With the definition of an automatic telephone dialing system (ATDS) under the Telephone Consumer Protection Act (TCPA) now squarely before the U.S. Supreme Court in the Duguid case, a number of TCPA defendants have successfully obtained judicial stays of pending lawsuits where use of an ATDS is a claim at issue. But the fact of such an allegation is no guarantee that a Federal court will grant such relief. 

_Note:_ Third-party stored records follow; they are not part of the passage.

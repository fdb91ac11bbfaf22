// Copyright 2026 Freshet contributors
// Licensed under the Apache License, Version 2.0
// http://www.apache.org/licenses/LICENSE-2.0

use std::time::Duration;

/// Polls `condition` every few milliseconds until it holds or `timeout`
/// elapses. Returns whether it held.
pub async fn wait_until(condition: impl Fn() -> bool, timeout: Duration) -> bool {
    let deadline = tokio::time::Instant::now() + timeout;
    loop {
        if condition() {
            return true;
        }
        if tokio::time::Instant::now() >= deadline {
            return false;
        }
        tokio::time::sleep(Duration::from_millis(5)).await;
    }
}

/// Asserts that `probe` returns the same value at the start and end of the
/// window - for checking that cancelled work really stopped.
///
/// # Panics
///
/// Panics if the probed value changes within the window.
pub async fn assert_stable<V>(probe: impl Fn() -> V, window: Duration)
where
    V: PartialEq + core::fmt::Debug,
{
    let before = probe();
    tokio::time::sleep(window).await;
    let after = probe();
    assert_eq!(before, after, "probed value changed within the window");
}
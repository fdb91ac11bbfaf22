// Copyright 2026 Freshet contributors
// Licensed under the Apache License, Version 2.0
// http://www.apache.org/licenses/LICENSE-2.0

use freshet_runtime::Scheduler;

/// A scheduler that runs every task inline on the calling thread.
///
/// Makes thread-confined consumers fully synchronous and deterministic in
/// tests: once a delivery returns, its binding has run.
#[derive(Clone, Copy, Debug, Default)]
pub struct ImmediateScheduler;

impl ImmediateScheduler {
    #[must_use]
    pub fn new() -> Self {
        Self
    }
}

impl Scheduler for ImmediateScheduler {
    fn schedule(&self, task: Box<dyn FnOnce() + Send>) {
        task();
    }
}
// Copyright 2026 Freshet contributors
// Licensed under the Apache License, Version 2.0
// http://www.apache.org/licenses/LICENSE-2.0

/// The one-time terminal signal ending a subscription's value stream.
///
/// A subscriber receives exactly one `Completion` per subscription, after
/// which no further values or signals arrive on it.
#[derive(Clone, Copy, Debug, PartialEq, Eq)]
pub enum Completion<E> {
    /// The stream ended normally.
    Finished,
    /// The stream ended with an error.
    Failed(E),
}

impl<E> Completion<E> {
    /// Returns `true` if the stream ended normally.
    #[must_use]
    pub const fn is_finished(&self) -> bool {
        matches!(self, Completion::Finished)
    }

    /// Returns `true` if the stream ended with an error.
    #[must_use]
    pub const fn is_failure(&self) -> bool {
        matches!(self, Completion::Failed(_))
    }

    /// Converts into the failure, discarding a normal finish.
    pub fn failure(self) -> Option<E> {
        match self {
            Completion::Finished => None,
            Completion::Failed(e) => Some(e),
        }
    }

    /// Maps the failure type, leaving a normal finish untouched.
    pub fn map_failure<F, M>(self, f: M) -> Completion<F>
    where
        M: FnOnce(E) -> F,
    {
        match self {
            Completion::Finished => Completion::Finished,
            Completion::Failed(e) => Completion::Failed(f(e)),
        }
    }
}

/// An uninhabited failure type for streams that cannot fail.
///
/// A publisher with `Failure = Never` statically guarantees its terminal
/// signal is [`Completion::Finished`].
#[derive(Clone, Copy, Debug, PartialEq, Eq)]
pub enum Never {}

impl core::fmt::Display for Never {
    fn fmt(&self, _f: &mut core::fmt::Formatter<'_>) -> core::fmt::Result {
        match *self {}
    }
}

impl std::error::Error for Never {}

impl<E> From<Result<(), E>> for Completion<E> {
    fn from(result: Result<(), E>) -> Self {
        match result {
            Ok(()) => Completion::Finished,
            Err(e) => Completion::Failed(e),
        }
    }
}
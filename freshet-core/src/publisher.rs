// Copyright 2026 Freshet contributors
// Licensed under the Apache License, Version 2.0
// http://www.apache.org/licenses/LICENSE-2.0

use crate::subscriber::Subscriber;

/// An entity that can establish a subscription with a subscriber and
/// subsequently push values to it.
///
/// Publishers are immutable descriptors: subscribing never mutates the
/// publisher, never fails synchronously, and may happen any number of times,
/// each call producing an independent subscription (the multicast
/// [`ReplaySubject`](crate::ReplaySubject) shares state across its
/// subscriptions by design).
///
/// No value or terminal signal reaches a subscriber before
/// [`receive_subscription`](Subscriber::receive_subscription) has handed it
/// the subscription.
pub trait Publisher {
    /// The type of values this publisher emits.
    type Output;
    /// The failure type of the terminal signal.
    type Failure;

    /// Attaches `subscriber`, handing it a subscription.
    fn subscribe<S>(&self, subscriber: S)
    where
        S: Subscriber<Input = Self::Output, Failure = Self::Failure> + 'static;
}
// Copyright 2026 Freshet contributors
// Licensed under the Apache License, Version 2.0
// http://www.apache.org/licenses/LICENSE-2.0

use crate::lock::Guarded;

type CancelAction = Box<dyn FnOnce() + Send>;

/// A one-shot cancellation action, run on [`cancel`](CancelHandle::cancel)
/// or when the handle drops - whichever happens first, exactly once.
///
/// The action may be invoked from any thread; it is stored behind the lock
/// primitive and taken out before running, so concurrent and repeated
/// cancellation are no-ops.
#[must_use = "dropping a CancelHandle runs its cancellation action"]
pub struct CancelHandle {
    action: Guarded<Option<CancelAction>>,
}

impl CancelHandle {
    /// Wraps a cancellation action.
    pub fn new(action: impl FnOnce() + Send + 'static) -> Self {
        Self {
            action: Guarded::new(Some(Box::new(action))),
        }
    }

    /// A handle whose cancellation does nothing.
    pub fn noop() -> Self {
        Self {
            action: Guarded::new(None),
        }
    }

    /// Runs the action if it has not run yet.
    pub fn cancel(&self) {
        if let Some(action) = self.action.with_lock(Option::take) {
            action();
        }
    }

    /// Returns `true` once the action has run (or never existed).
    pub fn is_cancelled(&self) -> bool {
        self.action.with_lock(|slot| slot.is_none())
    }
}

impl Drop for CancelHandle {
    fn drop(&mut self) {
        self.cancel();
    }
}

impl core::fmt::Debug for CancelHandle {
    fn fmt(&self, f: &mut core::fmt::Formatter<'_>) -> core::fmt::Result {
        f.debug_struct("CancelHandle")
            .field("cancelled", &self.is_cancelled())
            .finish()
    }
}

#[cfg(test)]
mod tests {
    use super::CancelHandle;
    use std::sync::atomic::{AtomicU32, Ordering};
    use std::sync::Arc;

    #[test]
    fn runs_exactly_once_across_cancel_calls() {
        let calls = Arc::new(AtomicU32::new(0));
        let counted = calls.clone();
        let handle = CancelHandle::new(move || {
            counted.fetch_add(1, Ordering::SeqCst);
        });
        handle.cancel();
        handle.cancel();
        drop(handle);
        assert_eq!(calls.load(Ordering::SeqCst), 1);
    }

    #[test]
    fn runs_on_drop_when_never_cancelled() {
        let calls = Arc::new(AtomicU32::new(0));
        let counted = calls.clone();
        drop(CancelHandle::new(move || {
            counted.fetch_add(1, Ordering::SeqCst);
        }));
        assert_eq!(calls.load(Ordering::SeqCst), 1);
    }
}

In Aaron Williams et al. v PillPack, LLC, 2020 U.S.Dist. LEXIS 153136, Case No. C19-5282RBL, United States District Court for the Western District of Washington, August 13, 2020, Mr. Williams claimed, on behalf of a potential class of individuals, that PillPack had used an ATDS “or an artificial or prerecorded voice without his consent” in violation of the TCPA. PillPack moved to stay the case on the grounds that “Duguid may alter the viability of some of Plaintiff Williams’ claims.”

Not enough said Judge Ronald B. Leighton, noting that PillPack “concedes…at least some of [Williams’] claims will survive, regardless of the outcome” in the Supreme Court. For that reason, “the Court will not stay this case on the chance the Supreme Court might in the future hobble a portion of Williams’ claims” (i.e., the ATDS claim).

Motion for stay denied. Lesson: ATDS allegations are no guarantee that invocation of Duguid will halt proceedings pending Supreme Court action when other TCPA claims also are present.